Archetype
BY GABRIELLA R. TALLMADGE
2020 Gregory Djanikian Scholar in Poetry
Horses on the ridge when I’m finally sleeping, long diamonds on their faces. They smell like dung and star anise. They bow to the palace of shadows that a dream is. Up and over the ridge is Satan, a lonely horse himself. I can only tell his face is lovely, tender knobs rise from his forehead. He lets me listen to his thoughts with him, how he turns each phrase like a mirror up to his face. Once I was an angel, then I was a snake. I came to Eve because she was as I was—drawn to solitude, warmth, the light blinking inside her own mind. He stands on his hind legs to assess the crop of dreamers watching him. I look to him like a floating staircase, smoke framing a mouth. I wander towards waking awhile before looking back at the ridge, the fallen. Satan calls out to ask me if I thought choice was just a fallacy. As if Eve thought twice to follow the horses wherever they were going.
Marriage a Pair of Wild Dogs
BY GABRIELLA R. TALLMADGE
Previously appeared in Indiana Review.
2020 Gregory Djanikian Scholar in Poetry
Hoard & tooth. House & bone.
Hounded. Held. Hound us,
we bite. We, bitten, house
a crown of teeth.
We own no wish, we
need. We are hungry.
Language dead, we bond
to dogs who roam
with us, dig us
from our silent home.
We come from wounding,
born harmful, bow-tight. We
are hours asked why?
Every increment of how
crowds the gangway
of our throats
but we have no word
for hurry just the snow
come hard at dawn.
We are rutted in
our empty, our migrant,
our lost. For this we make
small dangers. None other
breeds to loss.
The Animal Afterward
BY GABRIELLA R. TALLMADGE
Previously appeared in Passages North.
2020 Gregory Djanikian Scholar in Poetry
When all the milk teeth have fallen and our gums are fresh, wet, raw—when the calcification has begun to fuse one rib and a digit to the next—when the sun bleaches our skull matte—when sand has rubbed the rest of us smooth, we can shed our outer wounds, the matted tufts too tough to pass off as skin. And then burrow in each other, the only other— the I, the you. How long ago was the first season, our first spring—my first nest hairy with bees? We stalked each other, our only other, held down with stiff spine, stuck need. It was the prologue with limbs. And I’ve kept every tooth, veins dried inside them. Pinned up the slough to the walls inside me in rows like roses. I’ve slept with clippings of your whiskers braided into the hem of my sheets. You’ve left traces of your claws, marked me in stripes you’d find only on a fish. We will always have each other like this. Leviathan and Behemoth— us in the beginning, us meeting the end and starting again. After our epoch they’ll find us as skeletons under the ocean, water will peel away to show what we had been. We’ll be raw bones, but again, we’ll have breath.

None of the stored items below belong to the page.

//! Property-based tests for ota-updater.
//!
//! These tests use proptest to check invariants across randomly generated
//! inputs.
//!
//! # Properties Tested
//!
//! - Property 1: Progress percent is floored and bounded
//! - Property 2: Lifecycle transitions never skip verification
//! - Property 3: Restored records are never active
//! - Property 4: Feed merge is idempotent
//! - Property 5: Changelog folding keeps every pending changelog

#![cfg(test)]

use proptest::prelude::*;

use crate::config::ChangelogOrder;
use crate::lifecycle::{next_status, LifecycleEvent};
use crate::policy::merged_listing;
use crate::progress::percent;
use crate::record::tests::feed_entry;
use crate::record::{restore_status, PersistentStatus, UpdateRecord, UpdateStatus};

// =============================================================================
// Generators
// =============================================================================

fn arb_status() -> impl Strategy<Value = UpdateStatus> {
    prop_oneof![
        Just(UpdateStatus::Unknown),
        Just(UpdateStatus::Starting),
        Just(UpdateStatus::Downloading),
        Just(UpdateStatus::Paused),
        Just(UpdateStatus::PausedError),
        Just(UpdateStatus::Verifying),
        Just(UpdateStatus::VerificationFailed),
        Just(UpdateStatus::Verified),
        Just(UpdateStatus::Installing),
        Just(UpdateStatus::InstallationFailed),
        Just(UpdateStatus::Installed),
        Just(UpdateStatus::WaitingForReboot),
    ]
}

fn arb_persistent() -> impl Strategy<Value = PersistentStatus> {
    prop_oneof![
        Just(PersistentStatus::Unknown),
        Just(PersistentStatus::Incomplete),
        Just(PersistentStatus::Verified),
    ]
}

fn arb_event() -> impl Strategy<Value = LifecycleEvent> {
    prop_oneof![
        Just(LifecycleEvent::StartDownload),
        Just(LifecycleEvent::DownloadConnected),
        Just(LifecycleEvent::PauseRequested),
        Just(LifecycleEvent::TransportFailed),
        Just(LifecycleEvent::DownloadCompleted),
        Just(LifecycleEvent::VerificationPassed),
        Just(LifecycleEvent::VerificationFailed),
        Just(LifecycleEvent::InstallRequested),
        Just(LifecycleEvent::InstallFailed),
        Just(LifecycleEvent::InstallCancelled),
        Just(LifecycleEvent::InstalledPendingReboot),
        Just(LifecycleEvent::Installed),
        Just(LifecycleEvent::RebootCompleted),
        Just(LifecycleEvent::Deleted),
    ]
}

/// Pending records for one device with distinct timestamps above 100.
fn arb_pending_records() -> impl Strategy<Value = Vec<UpdateRecord>> {
    prop::collection::btree_set(101i64..10_000, 1..8).prop_map(|timestamps| {
        timestamps
            .into_iter()
            .map(|ts| UpdateRecord::from_feed(&feed_entry(&format!("id-{}", ts), ts)))
            .collect()
    })
}

// =============================================================================
// Property 1: Progress percent is floored and bounded
// =============================================================================

proptest! {
    #![proptest_config(ProptestConfig::with_cases(256))]

    /// For any byte counts, the percent never exceeds 100 and equals the
    /// floor of the exact ratio while the download is in range.
    #[test]
    fn prop_percent_is_floored(total in 1u64..u64::MAX, frac in 0.0f64..=1.0) {
        let downloaded = ((total as f64) * frac) as u64;
        let downloaded = downloaded.min(total);
        let p = percent(downloaded, total);

        prop_assert!(p <= 100);
        let exact = (downloaded as u128 * 100) / total as u128;
        prop_assert_eq!(p as u128, exact);
    }

    /// Percent is monotonic in the number of downloaded bytes.
    #[test]
    fn prop_percent_monotonic(total in 1u64..1_000_000, a in 0u64..2_000_000, b in 0u64..2_000_000) {
        let (lo, hi) = if a <= b { (a, b) } else { (b, a) };
        prop_assert!(percent(lo, total) <= percent(hi, total));
    }
}

// =============================================================================
// Property 2: Lifecycle transitions never skip verification
// =============================================================================

proptest! {
    #![proptest_config(ProptestConfig::with_cases(256))]

    /// VERIFIED is only entered after a verification pass or a cancelled
    /// install of an already verified package.
    #[test]
    fn prop_verified_only_after_verification(from in arb_status(), event in arb_event()) {
        if next_status(from, event) == Some(UpdateStatus::Verified) {
            prop_assert!(
                (from == UpdateStatus::Verifying && event == LifecycleEvent::VerificationPassed)
                    || (from == UpdateStatus::Installing && event == LifecycleEvent::InstallCancelled),
                "{} -> VERIFIED on {:?}", from, event
            );
        }
    }

    /// Installing only starts from a verified package or a failed install
    /// of one.
    #[test]
    fn prop_install_requires_verified(from in arb_status(), event in arb_event()) {
        if next_status(from, event) == Some(UpdateStatus::Installing) {
            prop_assert!(matches!(
                from,
                UpdateStatus::Verified | UpdateStatus::InstallationFailed
            ));
        }
    }

    /// Deleting is allowed from every state and always resets to UNKNOWN.
    #[test]
    fn prop_delete_always_resets(from in arb_status()) {
        prop_assert_eq!(
            next_status(from, LifecycleEvent::Deleted),
            Some(UpdateStatus::Unknown)
        );
    }

    /// Any walk through the machine that reaches INSTALLED went through
    /// VERIFYING first.
    #[test]
    fn prop_walk_installs_only_after_verifying(events in prop::collection::vec(arb_event(), 1..40)) {
        let mut status = UpdateStatus::Unknown;
        let mut verified_since_reset = false;
        for event in events {
            let Some(next) = next_status(status, event) else {
                continue;
            };
            if status == UpdateStatus::Verifying && next == UpdateStatus::Verified {
                verified_since_reset = true;
            }
            if next == UpdateStatus::Unknown || next == UpdateStatus::Starting {
                verified_since_reset = false;
            }
            if matches!(next, UpdateStatus::Installed | UpdateStatus::WaitingForReboot) {
                prop_assert!(verified_since_reset);
            }
            status = next;
        }
    }
}

// =============================================================================
// Property 3: Restored records are never active
// =============================================================================

proptest! {
    #![proptest_config(ProptestConfig::with_cases(256))]

    /// Whatever was persisted, nothing comes back downloading, verifying
    /// or installing.
    #[test]
    fn prop_restore_never_active(
        status in arb_status(),
        persistent in arb_persistent(),
        file_len in prop::option::of(0u64..10_000),
    ) {
        let (restored, restored_persistent) = restore_status(status, persistent, file_len);
        prop_assert!(!restored.is_download_active());
        prop_assert!(!restored.is_install_active());
        prop_assert_ne!(restored, UpdateStatus::Verifying);

        if restored == UpdateStatus::Verified {
            prop_assert_eq!(restored_persistent, PersistentStatus::Verified);
            prop_assert!(file_len.is_some_and(|len| len > 0));
        }
    }
}

// =============================================================================
// Property 4: Feed merge is idempotent
// =============================================================================

proptest! {
    #![proptest_config(ProptestConfig::with_cases(128))]

    /// Applying the same feed entry twice changes nothing the second time,
    /// and lifecycle state survives any metadata refresh.
    #[test]
    fn prop_apply_feed_idempotent(
        ts in 1i64..10_000,
        new_ts in 1i64..10_000,
        changelog in "[a-z ]{0,32}",
        status in arb_status(),
        downloaded in 0u64..1000,
    ) {
        let mut record = UpdateRecord::from_feed(&feed_entry("abc", ts));
        record.status = status;
        record.downloaded_bytes = downloaded;

        let mut entry = feed_entry("abc", new_ts);
        entry.changelog = changelog;
        record.apply_feed(&entry);
        let after_first = record.clone();

        prop_assert!(!record.apply_feed(&entry));
        prop_assert_eq!(&record, &after_first);
        prop_assert_eq!(record.status, status);
        prop_assert_eq!(record.downloaded_bytes, downloaded);
    }
}

// =============================================================================
// Property 5: Changelog folding keeps every pending changelog
// =============================================================================

proptest! {
    #![proptest_config(ProptestConfig::with_cases(128))]

    /// The newest pending record carries every pending changelog, and the
    /// listing does not depend on input order.
    #[test]
    fn prop_changelog_fold_complete(records in arb_pending_records(), seed in any::<u64>()) {
        let newest = records
            .iter()
            .max_by_key(|r| r.timestamp)
            .map(|r| r.download_id.clone())
            .unwrap();
        let changelogs: Vec<String> = records.iter().map(|r| r.changelog.clone()).collect();

        let listing = merged_listing(records.clone(), 100, ChangelogOrder::NewestFirst);
        let head = &listing[0];
        prop_assert_eq!(&head.download_id, &newest);
        for changelog in &changelogs {
            prop_assert!(head.changelog.contains(changelog.as_str()));
        }

        let mut shuffled = records;
        let len = shuffled.len();
        shuffled.rotate_left((seed as usize) % len);
        shuffled.reverse();
        let again = merged_listing(shuffled, 100, ChangelogOrder::NewestFirst);
        prop_assert_eq!(listing, again);
    }
}
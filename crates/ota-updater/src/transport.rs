//! HTTP transport seam for package downloads.
//!
//! The downloader only needs "GET this URL starting at byte N" and a stream
//! of body chunks, so the transport is a one-method trait. [`ReqwestTransport`]
//! is the production implementation.

use std::time::Duration;

use async_trait::async_trait;
use bytes::Bytes;
use futures_util::stream::BoxStream;
use futures_util::StreamExt;
use reqwest::header::RANGE;
use tracing::debug;

use crate::config::NetworkConfig;
use crate::error::UpdateError;

/// Response head plus streaming body.
pub struct TransportResponse {
    /// HTTP status code
    pub status: u16,
    /// Body length announced by the server, if any
    pub content_length: Option<u64>,
    /// Body chunks
    pub body: BoxStream<'static, Result<Bytes, UpdateError>>,
}

impl TransportResponse {
    pub fn is_success(&self) -> bool {
        (200..300).contains(&self.status)
    }
}

impl std::fmt::Debug for TransportResponse {
    fn fmt(&self, f: &mut std::fmt::Formatter<'_>) -> std::fmt::Result {
        f.debug_struct("TransportResponse")
            .field("status", &self.status)
            .field("content_length", &self.content_length)
            .finish_non_exhaustive()
    }
}

/// Opens ranged GET requests.
#[async_trait]
pub trait HttpTransport: Send + Sync {
    /// Request `url`, asking for bytes from `range_start` onwards when it is
    /// non-zero. Non-2xx statuses are returned as responses, not errors.
    async fn open(&self, url: &str, range_start: u64) -> Result<TransportResponse, UpdateError>;
}

/// `reqwest`-backed transport.
#[derive(Debug, Clone)]
pub struct ReqwestTransport {
    client: reqwest::Client,
}

impl ReqwestTransport {
    /// Build a client with the configured timeouts, user agent and proxy.
    pub fn new(config: &NetworkConfig) -> Result<Self, UpdateError> {
        let mut builder = reqwest::Client::builder()
            .connect_timeout(Duration::from_secs(config.timeout_seconds))
            .read_timeout(Duration::from_secs(config.read_timeout_seconds))
            .user_agent(&config.user_agent);

        if let Some(proxy) = config.proxy.as_deref().filter(|p| !p.is_empty()) {
            let proxy = reqwest::Proxy::all(proxy)
                .map_err(|e| UpdateError::ConfigError(format!("invalid proxy: {}", e)))?;
            builder = builder.proxy(proxy);
        }

        let client = builder
            .build()
            .map_err(|e| UpdateError::ConfigError(format!("failed to create HTTP client: {}", e)))?;
        Ok(Self { client })
    }
}

#[async_trait]
impl HttpTransport for ReqwestTransport {
    async fn open(&self, url: &str, range_start: u64) -> Result<TransportResponse, UpdateError> {
        let mut request = self.client.get(url);
        if range_start > 0 {
            request = request.header(RANGE, format!("bytes={}-", range_start));
        }

        let response = request.send().await?;
        let status = response.status().as_u16();
        let content_length = response.content_length();
        debug!(url, status, ?content_length, range_start, "Transport response");

        let body = response
            .bytes_stream()
            .map(|chunk| chunk.map_err(|e| UpdateError::Network(e.to_string())))
            .boxed();

        Ok(TransportResponse {
            status,
            content_length,
            body,
        })
    }
}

How Woman Inherits the Earth
BY GABRIELLA R. TALLMADGE
Previously appeared in Phoebe.
2020 Gregory Djanikian Scholar in Poetry
Come some blood, some gristle. Let myself be unfurled,
red tongue rolled out, wine-thick, a wave.
Speak myself into existence. Open wide the cage inside me,
survey my boning, my nerve, the lit lace of me.
Not long before the thaw, I was carved, crushed as snow.
Was made to shatter, was ice. Underground spring turned hungry,
I turned mindless fog, spirit in the grass. I rinsed myself thin like droplets.
I could hear myself disappearing— erasure— back into a cloud.
Back to phantom lung, gauze unpacked from snow, silver beaded shadow,
white liver, frost tongue. Now long pastures of my voice unveil themselves
by lightning. The net of veins, damp ribbons in my chest, untie
their knots—I sing. I breathe— my lungs patterned after
two warped mandolins. My limbs—unfolded maps of open water.
Come some sound, some answer. Come the cells that build the blood,
the crumbs of notes in music. Let not my fear, my love for this world
be a coagulant. Let me bring it to my lips and drink.